Wow! I can’t believe I said it out loud. “I quit smoking”.
I started smoking when I was 21 years old. Thanks to the graduation from being 20 to the legal age of 21, I started the bar scene with my best friend who smoked, and the next thing you know, it’s 23 years later.
It’s so fascinating how a cigarette can take hold of you. The only times I could control my cravings were when I knew that it was not just affecting me (when I was pregnant with both of my children). It’s funny how I really believed that then. I knew that everything I put in my body would transfer to my unborn child, and for that reason I was able to quit smoking throughout both of my pregnancies. I even breast fed for months afterwards without smoking. But guess what? As soon as I knew it was safe, and the kids no longer lived off of what I was putting in my body, I lit a cigarette.
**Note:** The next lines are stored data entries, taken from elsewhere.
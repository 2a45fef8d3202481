//! Command-line driver for the tiered engine
//!
//! Loads compiled code bundles (JSON), runs them under a configurable
//! [`EngineConfig`](interpreter::EngineConfig) and reports results, statistics and
//! disassembly.

#![warn(missing_docs)]
#![warn(clippy::all)]

pub mod cli;
pub mod error;
pub mod runtime;

pub use cli::{Cli, Command, RunArgs};
pub use error::{CliError, CliResult};
pub use runtime::Runtime;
What I did not realize then is that it WAS affecting them, and everyone else that I love. As I got older, I realized that it was no longer about what I wanted, it was about what I needed. And what I need is to be healthy for my children, my husband, and later on in life when I am blessed with grandchildren.
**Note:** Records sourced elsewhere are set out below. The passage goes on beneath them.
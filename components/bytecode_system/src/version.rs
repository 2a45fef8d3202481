//! Version tags guarding inline caches and tier-2 executors
//!
//! Values come from one process-wide counter, so a version identifies both
//! the entity and its shape: two distinct entities never share a live
//! version. Version `0` is reserved and never validates a guard.

use std::sync::atomic::{AtomicU32, Ordering};

static NEXT_VERSION: AtomicU32 = AtomicU32::new(1);

/// Allocate a fresh, never-before-seen version number
pub fn next_version() -> u32 {
    loop {
        let version = NEXT_VERSION.fetch_add(1, Ordering::Relaxed);
        if version != 0 {
            return version;
        }
    }
}

/// Shape counter of one guarded entity (type, namespace, instrumentation)
#[derive(Debug)]
pub struct VersionTag {
    value: AtomicU32,
}

impl VersionTag {
    /// Create a tag holding a fresh version
    pub fn new() -> Self {
        Self {
            value: AtomicU32::new(next_version()),
        }
    }

    /// Current version
    #[inline]
    pub fn get(&self) -> u32 {
        self.value.load(Ordering::Acquire)
    }

    /// Move to a fresh version; call before the mutation becomes observable
    pub fn bump(&self) -> u32 {
        let version = next_version();
        self.value.store(version, Ordering::Release);
        version
    }

    /// Whether a guard recorded against `expected` still holds
    #[inline]
    pub fn matches(&self, expected: u32) -> bool {
        expected != 0 && self.get() == expected
    }
}

impl Default for VersionTag {
    fn default() -> Self {
        Self::new()
    }
}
I don’t want to be that haggard old lady with a smoker’s cough and yellow teeth. Even worse, I don’t want to be that woman on the television commercial begging me to quit smoking, or risk ending up like her.
Last week, my husband and I were in the car when I looked over and saw a woman who was probably in her mid 50’s, although she could have passed for 60, smoking a cigarette. And I mean taking long drags of it like it was going to vanish before she could get another hit. I realized right then how disgusting the habit is in every way.
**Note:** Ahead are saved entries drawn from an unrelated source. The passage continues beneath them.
//! Integration test suite for the tiered engine
//!
//! This crate provides cross-component tests: programs built with the
//! bytecode builder are run on every tier and the observable behavior is
//! compared.

use std::rc::Rc;
use std::sync::Arc;

use bytecode_system::{BinaryOperator, CodeBuilder, CodeUnit, Constant, Opcode};
use core_types::{Function, Value};
use interpreter::{EngineConfig, Vm};

/// Re-export components for test convenience
pub mod components {
    pub use bytecode_system;
    pub use core_types;
    pub use interpreter;
    pub use trace_optimizer;
    pub use vm_cli;
}

/// The three standard tier configurations: generic, default and eager
pub fn configs() -> [(&'static str, EngineConfig); 3] {
    [
        ("generic", EngineConfig::no_specialization()),
        ("default", EngineConfig::default()),
        ("eager", EngineConfig::eager()),
    ]
}

/// Wrap a code unit in a function bound to `vm`'s namespaces
pub fn function(vm: &Vm, code: Arc<CodeUnit>) -> Value {
    Value::Function(Function::new(
        code,
        Rc::clone(vm.globals()),
        Rc::clone(vm.builtins()),
        Vec::new(),
    ))
}

/// Bytecode for the test programs
pub mod programs {
    use super::*;

    /// `def add(a, b): x = a + b; return x`
    pub fn add() -> Arc<CodeUnit> {
        let mut b = CodeBuilder::new("add");
        b.arg_count(2);
        let a = b.add_local("a");
        let c = b.add_local("b");
        let x = b.add_local("x");
        b.emit(Opcode::LoadFast, a);
        b.emit(Opcode::LoadFast, c);
        b.emit(Opcode::BinaryOp, BinaryOperator::Add as u32);
        b.emit(Opcode::StoreFast, x);
        b.emit(Opcode::LoadFast, x);
        b.emit(Opcode::ReturnValue, 0);
        build(&b)
    }

    /// Index of the `BINARY_OP` in [`add`]
    pub const ADD_SITE: usize = 2;

    /// `def halve(a): return a // 2`, a site with no specialized form
    pub fn halve() -> Arc<CodeUnit> {
        let mut b = CodeBuilder::new("halve");
        b.arg_count(1);
        let a = b.add_local("a");
        let two = b.add_constant(Constant::Int(2));
        b.emit(Opcode::LoadFast, a);
        b.emit(Opcode::LoadConst, two);
        b.emit(Opcode::BinaryOp, BinaryOperator::FloorDivide as u32);
        b.emit(Opcode::ReturnValue, 0);
        build(&b)
    }

    /// Index of the `BINARY_OP` in [`halve`]
    pub const HALVE_SITE: usize = 2;

    /// `def total(items): t = 0; for x in items: t = t + x; return t`
    pub fn total() -> Arc<CodeUnit> {
        let mut b = CodeBuilder::new("total");
        b.arg_count(1);
        let items = b.add_local("items");
        let t = b.add_local("t");
        let x = b.add_local("x");
        let zero = b.add_constant(Constant::Int(0));
        let (top, end) = (b.new_label(), b.new_label());
        b.emit(Opcode::LoadConst, zero);
        b.emit(Opcode::StoreFast, t);
        b.emit(Opcode::LoadFast, items);
        b.emit(Opcode::GetIter, 0);
        b.bind(top);
        b.emit_jump(Opcode::ForIter, end);
        b.emit(Opcode::StoreFast, x);
        b.emit(Opcode::LoadFast, t);
        b.emit(Opcode::LoadFast, x);
        b.emit(Opcode::BinaryOp, BinaryOperator::Add as u32);
        b.emit(Opcode::StoreFast, t);
        b.emit_jump(Opcode::JumpBackward, top);
        b.bind(end);
        b.emit(Opcode::LoadFast, t);
        b.emit(Opcode::ReturnValue, 0);
        build(&b)
    }

    /// `def scaled(n): t = 0; for i in range(n): t = t + i * K; return t`
    ///
    /// `K` is a global.
    pub fn scaled() -> Arc<CodeUnit> {
        let mut b = CodeBuilder::new("scaled");
        b.arg_count(1);
        let n = b.add_local("n");
        let t = b.add_local("t");
        let i = b.add_local("i");
        let zero = b.add_constant(Constant::Int(0));
        let range = b.add_name("range");
        let k = b.add_name("K");
        let (top, end) = (b.new_label(), b.new_label());
        b.emit(Opcode::LoadConst, zero);
        b.emit(Opcode::StoreFast, t);
        b.emit(Opcode::LoadGlobal, range);
        b.emit(Opcode::LoadFast, n);
        b.emit(Opcode::Call, 1);
        b.emit(Opcode::GetIter, 0);
        b.bind(top);
        b.emit_jump(Opcode::ForIter, end);
        b.emit(Opcode::StoreFast, i);
        b.emit(Opcode::LoadFast, t);
        b.emit(Opcode::LoadFast, i);
        b.emit(Opcode::LoadGlobal, k);
        b.emit(Opcode::BinaryOp, BinaryOperator::Multiply as u32);
        b.emit(Opcode::BinaryOp, BinaryOperator::Add as u32);
        b.emit(Opcode::StoreFast, t);
        b.emit_jump(Opcode::JumpBackward, top);
        b.bind(end);
        b.emit(Opcode::LoadFast, t);
        b.emit(Opcode::ReturnValue, 0);
        build(&b)
    }

    /// ```text
    /// def make_points(n):
    ///     t = 0
    ///     for i in range(n):
    ///         p = Point()
    ///         p.x = i
    ///         t = t + p.x
    ///     return t
    /// ```
    pub fn make_points() -> Arc<CodeUnit> {
        let mut b = CodeBuilder::new("make_points");
        b.arg_count(1);
        let n = b.add_local("n");
        let t = b.add_local("t");
        let i = b.add_local("i");
        let p = b.add_local("p");
        let zero = b.add_constant(Constant::Int(0));
        let none = b.add_constant(Constant::None);
        let range = b.add_name("range");
        let point = b.add_name("Point");
        let x = b.add_name("x");
        let (top, end) = (b.new_label(), b.new_label());
        b.emit(Opcode::LoadConst, zero);
        b.emit(Opcode::StoreFast, t);
        b.emit(Opcode::LoadGlobal, range);
        b.emit(Opcode::LoadFast, n);
        b.emit(Opcode::Call, 1);
        b.emit(Opcode::GetIter, 0);
        b.bind(top);
        b.emit_jump(Opcode::ForIter, end);
        b.emit(Opcode::StoreFast, i);
        b.emit(Opcode::LoadGlobal, point);
        b.emit(Opcode::Call, 0);
        b.emit(Opcode::StoreFast, p);
        b.emit(Opcode::LoadFast, i);
        b.emit(Opcode::LoadFast, p);
        b.emit(Opcode::StoreAttr, x);
        b.emit(Opcode::LoadFast, t);
        b.emit(Opcode::LoadFast, p);
        b.emit(Opcode::LoadAttr, x);
        b.emit(Opcode::BinaryOp, BinaryOperator::Add as u32);
        b.emit(Opcode::StoreFast, t);
        b.emit_jump(Opcode::JumpBackward, top);
        b.bind(end);
        // Drop the last point before returning.
        b.emit(Opcode::LoadConst, none);
        b.emit(Opcode::StoreFast, p);
        b.emit(Opcode::LoadFast, t);
        b.emit(Opcode::ReturnValue, 0);
        build(&b)
    }

    fn build(builder: &CodeBuilder) -> Arc<CodeUnit> {
        match builder.build() {
            Ok(code) => code,
            Err(err) => panic!("test program is malformed: {}", err),
        }
    }
}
That day, I decided to choose my quit date. I have been thinking about quitting for a couple of years now, but I always find an excuse as to why it’s not a good time.
Not wanting to say good-bye to my best friend too soon, I chose September 24th as my quit day.
I know what you’re thinking: “But wait? I thought you said you already quit? Today is only the 5th?”
I DID! I woke up the morning of September 4th, which was a Tuesday, I made coffee and went down to put a load of laundry in while my coffee was brewing. By the time I got back upstairs, I realized how hard I was breathing from that simple task. I am an otherwise healthy woman. I am not overweight, and I am fairly active.
I poured a cup off coffee, got the dog, and we headed outside for a cigarette (I never smoke in the house).
I sat down in my chair, opened up the flap on my cigarettes, and I saw 3 cigarettes were left in the pack.
So I asked myself: If I can’t breathe after putting laundry in, and I already chose a quit date, why would I continue buying cigarettes? Just to get to my quit date? It made absolutely no sense. I lit a cigarette, took 4 or 5 hits, and on the last one I said good bye to my best friend of 23 years.
As I write this, it has been 31 hours since I smoked that last cigarette. The pack with 2 lonely cigarettes has remained on the counter since yesterday morning, and I can honestly say that I have yet to even think about lighting one. It’s like I flipped the switch in my brain.
I do know that it will get harder before it gets easier, and from everything I’ve read, I just need to get through the first week or two.
The reason I decided to share this with you was to make myself accountable to someone other than me. As soon as this is published, I expect my readers to comment and ask me how I am hanging in there. This way, I have no choice but to do what I set out to do, and that is to live a healthier lifestyle starting NOW!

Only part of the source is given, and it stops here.